けれど、今度こそ途中で引っ込めたくなかった。
「私は、また何でも引き受けてしまうかもしれません。嫌だと思っても、それくらいできるはずだと考えて」
彼はカップを置いた。
「いまは、私の家で、私の予定を決められます。でも、妻になったら、それを変えなくてはいけないと思ってしまいそうで」
私は膝の上で指を組んだ。
「あなたと過ごしたいです。それでも、結婚を考えると、少し怖いのです」
クレーメンス様は、すぐに大丈夫だとは言わなかった。
「私が、気づかずに頼みすぎることもあると思います。今日も、先回りしてしまいました」
そう言ってから、私を見た。
「ですから、暮らし方を決めるときに、曖昧にしたくありません。私の家族の用事を、あなたがすべて引き受けることにはしない。仕事を休む日も、あなたが決める」
「家のことは……」
「いま私が自分でしていることを、結婚したからといって全部やめるつもりはありません」
彼は、少し考える顔になった。
「料理は、あまり上手ではありませんが。
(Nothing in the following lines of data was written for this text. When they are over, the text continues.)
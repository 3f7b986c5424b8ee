//! Config infrastructure module

mod xdg;

pub use xdg::{XdgConfigStore, CONFIG_PATH_ENV};
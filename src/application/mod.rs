//! Application layer - Use cases and port interfaces
//!
//! Contains the recording session, the real-time hand-off between the
//! audio callback and the consumption thread, the artifact writer, and the
//! trait definitions for audio hosts, encoders, and config storage.

pub mod callback;
pub mod capture_queue;
pub mod ports;
pub mod recorder;
pub mod writer;

// Re-export use cases
pub use callback::QueueingCallback;
pub use capture_queue::{
    capture_queue, pooled_capture_queue, BlockConsumer, BlockProducer, PushOutcome, QueueCloser,
    QueueStats,
};
pub use recorder::{Recorder, RecorderSettings, SessionHandle, StartError, StopError};
pub use writer::{ArtifactWriter, WriteError};
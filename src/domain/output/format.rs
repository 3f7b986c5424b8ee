//! Output format value object

use std::fmt;
use std::path::Path;
use std::str::FromStr;

use crate::domain::error::InvalidFormatError;

/// All available output formats
pub const ALL_FORMATS: &[OutputFormat] = &[OutputFormat::Wav, OutputFormat::Flac, OutputFormat::Aac];

/// Container/codec of the persisted recording
#[derive(Debug, Clone, Copy, PartialEq, Eq, Hash, Default)]
pub enum OutputFormat {
    /// 16-bit PCM RIFF/WAVE
    Wav,
    /// 16-bit lossless FLAC
    Flac,
    /// AAC in an MP4 (M4A) container, encoded by ffmpeg
    #[default]
    Aac,
}

impl OutputFormat {
    /// Get the string identifier for this format
    pub const fn as_str(&self) -> &'static str {
        match self {
            Self::Wav => "wav",
            Self::Flac => "flac",
            Self::Aac => "aac",
        }
    }

    /// Preferred file extension
    pub const fn extension(&self) -> &'static str {
        match self {
            Self::Wav => "wav",
            Self::Flac => "flac",
            Self::Aac => "m4a",
        }
    }

    /// Human-readable description for summaries
    pub const fn label(&self) -> &'static str {
        match self {
            Self::Wav => "16-bit PCM WAV",
            Self::Flac => "16-bit FLAC",
            Self::Aac => "AAC (M4A)",
        }
    }

    /// Whether the format keeps every quantized sample
    pub const fn is_lossless(&self) -> bool {
        matches!(self, Self::Wav | Self::Flac)
    }

    /// Detect the format from a file extension (case-insensitive)
    pub fn from_extension(path: &Path) -> Option<Self> {
        let ext = path.extension()?.to_str()?.to_lowercase();
        match ext.as_str() {
            "wav" | "wave" => Some(Self::Wav),
            "flac" => Some(Self::Flac),
            "m4a" | "aac" | "mp4" => Some(Self::Aac),
            _ => None,
        }
    }
}

impl FromStr for OutputFormat {
    type Err = InvalidFormatError;

    fn from_str(s: &str) -> Result<Self, Self::Err> {
        match s.trim().to_lowercase().as_str() {
            "wav" | "wave" => Ok(Self::Wav),
            "flac" => Ok(Self::Flac),
            "aac" | "m4a" => Ok(Self::Aac),
            _ => Err(InvalidFormatError {
                input: s.to_string(),
            }),
        }
    }
}

impl fmt::Display for OutputFormat {
    fn fmt(&self, f: &mut fmt::Formatter<'_>) -> fmt::Result {
        write!(f, "{}", self.as_str())
    }
}

#[cfg(test)]
mod tests {
    use super::*;

    #[test]
    fn parse_names() {
        assert_eq!("wav".parse::<OutputFormat>().unwrap(), OutputFormat::Wav);
        assert_eq!("FLAC".parse::<OutputFormat>().unwrap(), OutputFormat::Flac);
        assert_eq!(" m4a ".parse::<OutputFormat>().unwrap(), OutputFormat::Aac);
        assert!("mp3".parse::<OutputFormat>().is_err());
    }

    #[test]
    fn detect_from_extension() {
        assert_eq!(
            OutputFormat::from_extension(Path::new("take.M4A")),
            Some(OutputFormat::Aac)
        );
        assert_eq!(
            OutputFormat::from_extension(Path::new("take.aac")),
            Some(OutputFormat::Aac)
        );
        assert_eq!(
            OutputFormat::from_extension(Path::new("take.wav")),
            Some(OutputFormat::Wav)
        );
        assert_eq!(
            OutputFormat::from_extension(Path::new("take.flac")),
            Some(OutputFormat::Flac)
        );
        assert_eq!(OutputFormat::from_extension(Path::new("take.mp3")), None);
        assert_eq!(OutputFormat::from_extension(Path::new("take")), None);
    }

    #[test]
    fn extensions_and_losslessness() {
        assert_eq!(OutputFormat::Aac.extension(), "m4a");
        assert!(OutputFormat::Wav.is_lossless());
        assert!(OutputFormat::Flac.is_lossless());
        assert!(!OutputFormat::Aac.is_lossless());
    }

    #[test]
    fn all_formats_round_trip_through_str() {
        for format in ALL_FORMATS {
            assert_eq!(format.as_str().parse::<OutputFormat>().unwrap(), *format);
        }
    }
}
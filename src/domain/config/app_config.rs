//! Application configuration value object

use std::path::PathBuf;

use serde::{Deserialize, Serialize};

use crate::domain::device::{
    CaptureRequest, DEFAULT_BLOCK_SIZE, DEFAULT_CHANNELS, DEFAULT_SAMPLE_RATE,
};
use crate::domain::output::OutputFormat;
use crate::domain::recording::Duration;

/// Default capture queue capacity, in blocks
pub const DEFAULT_QUEUE_CAPACITY: usize = 256;

/// Default AAC bitrate handed to ffmpeg
pub const DEFAULT_BITRATE: &str = "192k";

/// Application configuration.
/// All fields are optional to support partial configs and merging.
#[derive(Debug, Clone, Default, PartialEq, Serialize, Deserialize)]
pub struct AppConfig {
    pub sample_rate: Option<u32>,
    pub channels: Option<u16>,
    pub block_size: Option<u32>,
    pub device: Option<usize>,
    pub format: Option<String>,
    pub bitrate: Option<String>,
    pub output_dir: Option<String>,
    pub queue_capacity: Option<usize>,
    pub drain_timeout: Option<String>,
    pub encode_timeout: Option<String>,
}

impl AppConfig {
    /// Create config with default values
    pub fn defaults() -> Self {
        Self {
            sample_rate: Some(DEFAULT_SAMPLE_RATE),
            channels: Some(DEFAULT_CHANNELS),
            block_size: Some(DEFAULT_BLOCK_SIZE),
            device: None,
            format: Some(OutputFormat::default().to_string()),
            bitrate: Some(DEFAULT_BITRATE.to_string()),
            output_dir: None,
            queue_capacity: Some(DEFAULT_QUEUE_CAPACITY),
            drain_timeout: Some(Duration::default_drain_timeout().to_string()),
            encode_timeout: Some(Duration::default_encode_timeout().to_string()),
        }
    }

    /// Create an empty config (all None)
    pub fn empty() -> Self {
        Self::default()
    }

    /// Merge this config with another, where other takes precedence.
    /// Only non-None values from other will override this.
    pub fn merge(self, other: Self) -> Self {
        Self {
            sample_rate: other.sample_rate.or(self.sample_rate),
            channels: other.channels.or(self.channels),
            block_size: other.block_size.or(self.block_size),
            device: other.device.or(self.device),
            format: other.format.or(self.format),
            bitrate: other.bitrate.or(self.bitrate),
            output_dir: other.output_dir.or(self.output_dir),
            queue_capacity: other.queue_capacity.or(self.queue_capacity),
            drain_timeout: other.drain_timeout.or(self.drain_timeout),
            encode_timeout: other.encode_timeout.or(self.encode_timeout),
        }
    }

    /// Build the capture request described by this config
    pub fn capture_request(&self) -> CaptureRequest {
        CaptureRequest {
            device: self.device,
            sample_rate: self.sample_rate.unwrap_or(DEFAULT_SAMPLE_RATE),
            channel_count: self.channels.unwrap_or(DEFAULT_CHANNELS),
            block_size: self.block_size.unwrap_or(DEFAULT_BLOCK_SIZE),
        }
    }

    /// Get format as parsed OutputFormat, or default if not set/invalid
    pub fn format_or_default(&self) -> OutputFormat {
        self.format
            .as_ref()
            .and_then(|s| s.parse().ok())
            .unwrap_or_default()
    }

    /// Get bitrate, or 192k if not set
    pub fn bitrate_or_default(&self) -> &str {
        self.bitrate.as_deref().unwrap_or(DEFAULT_BITRATE)
    }

    /// Get output directory, or the current directory if not set
    pub fn output_dir_or_default(&self) -> PathBuf {
        self.output_dir
            .as_ref()
            .map(PathBuf::from)
            .unwrap_or_else(|| PathBuf::from("."))
    }

    /// Get queue capacity, never zero
    pub fn queue_capacity_or_default(&self) -> usize {
        self.queue_capacity
            .filter(|&c| c > 0)
            .unwrap_or(DEFAULT_QUEUE_CAPACITY)
    }

    /// Get drain_timeout as parsed Duration, or default if not set/invalid
    pub fn drain_timeout_or_default(&self) -> Duration {
        self.drain_timeout
            .as_ref()
            .and_then(|s| s.parse().ok())
            .unwrap_or_else(Duration::default_drain_timeout)
    }

    /// Get encode_timeout as parsed Duration, or default if not set/invalid
    pub fn encode_timeout_or_default(&self) -> Duration {
        self.encode_timeout
            .as_ref()
            .and_then(|s| s.parse().ok())
            .unwrap_or_else(Duration::default_encode_timeout)
    }
}

#[cfg(test)]
mod tests {
    use super::*;

    #[test]
    fn defaults_have_expected_values() {
        let config = AppConfig::defaults();
        assert_eq!(config.sample_rate, Some(48_000));
        assert_eq!(config.channels, Some(2));
        assert_eq!(config.block_size, Some(1024));
        assert_eq!(config.format, Some("aac".to_string()));
        assert_eq!(config.bitrate, Some("192k".to_string()));
        assert_eq!(config.queue_capacity, Some(256));
        assert_eq!(config.drain_timeout, Some("2s".to_string()));
        assert_eq!(config.encode_timeout, Some("1m".to_string()));
        assert!(config.device.is_none());
    }

    #[test]
    fn empty_has_all_none() {
        let config = AppConfig::empty();
        assert!(config.sample_rate.is_none());
        assert!(config.format.is_none());
        assert!(config.drain_timeout.is_none());
        assert!(config.output_dir.is_none());
    }

    #[test]
    fn merge_other_takes_precedence() {
        let base = AppConfig {
            sample_rate: Some(44_100),
            channels: Some(2),
            format: Some("wav".to_string()),
            ..Default::default()
        };

        let other = AppConfig {
            sample_rate: Some(96_000),
            channels: None, // Should not override
            format: Some("flac".to_string()),
            ..Default::default()
        };

        let merged = base.merge(other);

        assert_eq!(merged.sample_rate, Some(96_000));
        assert_eq!(merged.channels, Some(2));
        assert_eq!(merged.format, Some("flac".to_string()));
    }

    #[test]
    fn capture_request_uses_defaults_for_missing_fields() {
        let config = AppConfig {
            channels: Some(1),
            device: Some(4),
            ..Default::default()
        };
        let request = config.capture_request();
        assert_eq!(request.device, Some(4));
        assert_eq!(request.sample_rate, 48_000);
        assert_eq!(request.channel_count, 1);
        assert_eq!(request.block_size, 1024);
    }

    #[test]
    fn format_or_default_uses_default_on_invalid() {
        let config = AppConfig {
            format: Some("ogg".to_string()),
            ..Default::default()
        };
        assert_eq!(config.format_or_default(), OutputFormat::Aac);
    }

    #[test]
    fn drain_timeout_parses() {
        let config = AppConfig {
            drain_timeout: Some("5s".to_string()),
            ..Default::default()
        };
        assert_eq!(config.drain_timeout_or_default().as_secs(), 5);
    }

    #[test]
    fn drain_timeout_uses_default_on_invalid() {
        let config = AppConfig {
            drain_timeout: Some("soon".to_string()),
            ..Default::default()
        };
        assert_eq!(config.drain_timeout_or_default().as_secs(), 2);
    }

    #[test]
    fn queue_capacity_rejects_zero() {
        let config = AppConfig {
            queue_capacity: Some(0),
            ..Default::default()
        };
        assert_eq!(config.queue_capacity_or_default(), DEFAULT_QUEUE_CAPACITY);
    }

    #[test]
    fn output_dir_defaults_to_cwd() {
        assert_eq!(AppConfig::empty().output_dir_or_default(), PathBuf::from("."));
    }
}
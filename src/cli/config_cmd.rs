//! Config command handler

use crate::application::ports::ConfigStore;
use crate::domain::config::AppConfig;
use crate::domain::error::ConfigError;
use crate::domain::output::OutputFormat;
use crate::domain::recording::Duration;

use super::args::{is_valid_config_key, ConfigAction, VALID_CONFIG_KEYS};
use super::presenter::Presenter;

const NOT_SET: &str = "(not set)";

/// Handle config subcommand
pub async fn handle_config_command<S: ConfigStore>(
    action: ConfigAction,
    store: &S,
    presenter: &Presenter,
) -> Result<(), ConfigError> {
    match action {
        ConfigAction::Init => handle_init(store, presenter).await,
        ConfigAction::Set { key, value } => handle_set(store, presenter, &key, &value).await,
        ConfigAction::Get { key } => handle_get(store, presenter, &key).await,
        ConfigAction::List => handle_list(store, presenter).await,
        ConfigAction::Path => handle_path(store, presenter),
    }
}

async fn handle_init<S: ConfigStore>(store: &S, presenter: &Presenter) -> Result<(), ConfigError> {
    store.init().await?;
    presenter.success(&format!(
        "Config file created at: {}",
        store.path().display()
    ));
    Ok(())
}

async fn handle_set<S: ConfigStore>(
    store: &S,
    presenter: &Presenter,
    key: &str,
    value: &str,
) -> Result<(), ConfigError> {
    check_key(key)?;

    let mut config = store.load().await?;
    apply_value(&mut config, key, value)?;

    store.save(&config).await?;
    presenter.success(&format!("{} = {}", key, value));

    Ok(())
}

async fn handle_get<S: ConfigStore>(
    store: &S,
    presenter: &Presenter,
    key: &str,
) -> Result<(), ConfigError> {
    check_key(key)?;

    let config = store.load().await?;
    presenter.output(config_value(&config, key).as_deref().unwrap_or(NOT_SET));

    Ok(())
}

async fn handle_list<S: ConfigStore>(store: &S, presenter: &Presenter) -> Result<(), ConfigError> {
    let config = store.load().await?;

    for key in VALID_CONFIG_KEYS {
        presenter.key_value(key, config_value(&config, key).as_deref().unwrap_or(NOT_SET));
    }

    Ok(())
}

fn handle_path<S: ConfigStore>(store: &S, presenter: &Presenter) -> Result<(), ConfigError> {
    presenter.output(&store.path().to_string_lossy());
    Ok(())
}

fn check_key(key: &str) -> Result<(), ConfigError> {
    if is_valid_config_key(key) {
        return Ok(());
    }
    Err(ConfigError::ValidationError {
        key: key.to_string(),
        message: format!("Unknown key. Valid keys: {}", VALID_CONFIG_KEYS.join(", ")),
    })
}

/// Validate `value` for `key` and store it in `config`
fn apply_value(config: &mut AppConfig, key: &str, value: &str) -> Result<(), ConfigError> {
    match key {
        "sample_rate" => config.sample_rate = Some(parse_positive(key, value)?),
        "channels" => config.channels = Some(parse_positive(key, value)?),
        "block_size" => config.block_size = Some(parse_positive(key, value)?),
        "queue_capacity" => config.queue_capacity = Some(parse_positive(key, value)?),
        "device" => {
            let index = value
                .parse()
                .map_err(|_| invalid(key, "Value must be a device index"))?;
            config.device = Some(index);
        }
        "format" => {
            let format: OutputFormat = value.parse().map_err(|e| invalid(key, e))?;
            config.format = Some(format.to_string());
        }
        "bitrate" => {
            validate_bitrate(key, value)?;
            config.bitrate = Some(value.to_string());
        }
        "output_dir" => {
            if value.trim().is_empty() {
                return Err(invalid(key, "Value must not be empty"));
            }
            config.output_dir = Some(value.to_string());
        }
        "drain_timeout" | "encode_timeout" => {
            let duration: Duration = value.parse().map_err(|e| invalid(key, e))?;
            let value = Some(duration.to_string());
            if key == "drain_timeout" {
                config.drain_timeout = value;
            } else {
                config.encode_timeout = value;
            }
        }
        _ => return check_key(key),
    }
    Ok(())
}

fn config_value(config: &AppConfig, key: &str) -> Option<String> {
    match key {
        "sample_rate" => config.sample_rate.map(|v| v.to_string()),
        "channels" => config.channels.map(|v| v.to_string()),
        "block_size" => config.block_size.map(|v| v.to_string()),
        "device" => config.device.map(|v| v.to_string()),
        "format" => config.format.clone(),
        "bitrate" => config.bitrate.clone(),
        "output_dir" => config.output_dir.clone(),
        "queue_capacity" => config.queue_capacity.map(|v| v.to_string()),
        "drain_timeout" => config.drain_timeout.clone(),
        "encode_timeout" => config.encode_timeout.clone(),
        _ => None,
    }
}

/// Parse an integer greater than zero
fn parse_positive<T>(key: &str, value: &str) -> Result<T, ConfigError>
where
    T: std::str::FromStr + PartialOrd + Default,
{
    match value.parse::<T>() {
        Ok(n) if n > T::default() => Ok(n),
        _ => Err(invalid(key, "Value must be a positive integer")),
    }
}

/// Bitrates look like `192k` or `128000`
fn validate_bitrate(key: &str, value: &str) -> Result<(), ConfigError> {
    let digits = value
        .strip_suffix('k')
        .or_else(|| value.strip_suffix('K'))
        .unwrap_or(value);
    match digits.parse::<u32>() {
        Ok(n) if n > 0 => Ok(()),
        _ => Err(invalid(key, "Value must look like 192k or 128000")),
    }
}

fn invalid(key: &str, message: impl ToString) -> ConfigError {
    ConfigError::ValidationError {
        key: key.to_string(),
        message: message.to_string(),
    }
}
朝食の支度と買い物くらいならできます」
「私も、毎日立派な食事を作れるわけではありません」
「では、忙しい日は買って帰りましょう」
あまりに普通の調子だったので、私は笑ってしまった。
食事が整わない日も、この人は私の向かいへ座るつもりなのだ。
「仕事で疲れた日に、私が静かにしていたら?」
「お茶を飲むか、先に休むか、聞きます」
「ただ、隣にいてほしいかもしれません」
クレーメンス様の表情が柔らかくなった。
「それは、ぜひ言ってください」
胸の奥に、温かなものが広がった。
私は、この人に何かをしてあげたい。
でも、何もできない日にも会いたい。
初めて、そう思えた。
クレーメンス様が、私の手元へ視線を落とした。
「隣へ行ってもよいですか」
頷くと、彼は椅子を移した。
近くなった肩に、少し緊張する。
彼が差し出した手を、今度は私から取った。
「私も、あなたと暮らしたいです」
彼は、私の手を包んだ。
「予定どおりにいかなかった話も、今日見た鳥の話も、一緒にできる家にしたい」
私は顔を上げた。
「オルネラ様。私と、結婚してください」
指先に、彼の温かさがあった。
「お返事は、急がなくてかまいません。今日の話だけで、すべての不安がなくなるとは思っていませんから」
私は首を横に振りかけ、止めた。
不安がないとは、まだ言えない。
けれど、そのために喜びまで隠す必要はなかった。
「嬉しいです」
先に、その気持ちを伝えた。
クレーメンス様が、ほっとしたように笑う。
私は握った手を離さず、彼の顔を見ていた。
「少しだけ、待ってください。ちゃんとお返事をしたいので」
彼が頷く。
私は一度、深く息を吸った。
私が、この人とどう生きたいか。
その答えを、自分の言葉で伝えたかった。